§ What to work on: What follows is a block of records; restate each one word for word.

---------- Provided entries

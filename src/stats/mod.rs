mod error;
mod statistics;

pub use error::*;
pub use statistics::*;
//! The closed set of players that can sit at a game.
//!
//! - [`ModelPlayer`] asks a language model, guided by its beliefs or history
//! - [`TitForTat`] opens with cooperation, then mirrors the opponent
//! - [`AlwaysDefect`] never cooperates
mod defector;
mod model;
mod player;
mod titfortat;

pub use defector::*;
pub use model::*;
pub use player::*;
pub use titfortat::*;
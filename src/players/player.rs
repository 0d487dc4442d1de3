use crate::*;

/// Anything that can take a seat and choose moves.
///
/// Every player owns its memory. `decide` receives the opponent's memory as
/// of the previous round; players that reason from their own state ignore it.
#[async_trait::async_trait]
pub trait Player: Send {
    /// Display name used in logs and summaries.
    fn name(&self) -> &str;
    /// Own rounds so far, oldest first.
    fn memory(&self) -> &Memory;
    /// Choose this round's move.
    async fn decide(&mut self, opponent: &Memory) -> Result<Move, DecisionError>;
    /// Append a completed round to memory.
    fn record(&mut self, outcome: Outcome);
    /// Revise beliefs from the game history after a round.
    /// Players without beliefs have nothing to do.
    async fn reflect(&mut self, _history: &[Record], _seat: Seat) -> Result<(), BeliefError> {
        Ok(())
    }
    /// Current belief, for players that hold one.
    fn belief(&self) -> Option<&Belief> {
        None
    }
}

--------------------

§ Solution for this exercise:
filename src/stats/mod.rs
mod error;
mod statistics;

pub use error::*;
pub use statistics::*;
//! The closed set of players that can sit at a game.
//!
//! - [`ModelPlayer`] asks a language model, guided by its beliefs or history
//! - [`TitForTat`] opens with cooperation, then mirrors the opponent
//! - [`AlwaysDefect`] never cooperates
mod defector;
mod model;
mod player;
mod titfortat;

pub use defector::*;
pub use model::*;
pub use player::*;
pub use titfortat::*;
filename src/players/player.rs
repository 0d487dc4442d1de3
use crate::*;

/// Anything that can take a seat and choose moves.
///
/// Every player owns its memory. `decide` receives the opponent's memory as
/// of the previous round; players that reason from their own state ignore it.
#[async_trait::async_trait]
pub trait Player: Send {
    /// Display name used in logs and summaries.
    fn name(&self) -> &str;
    /// Own rounds so far, oldest first.
    fn memory(&self) -> &Memory;
    /// Choose this round's move.
    async fn decide(&mut self, opponent: &Memory) -> Result<Move, DecisionError>;
    /// Append a completed round to memory.
    fn record(&mut self, outcome: Outcome);
    /// Revise beliefs from the game history after a round.
    /// Players without beliefs have nothing to do.
    async fn reflect(&mut self, _history: &[Record], _seat: Seat) -> Result<(), BeliefError> {
        Ok(())
    }
    /// Current belief, for players that hold one.
    fn belief(&self) -> Option<&Belief> {
        None
    }
}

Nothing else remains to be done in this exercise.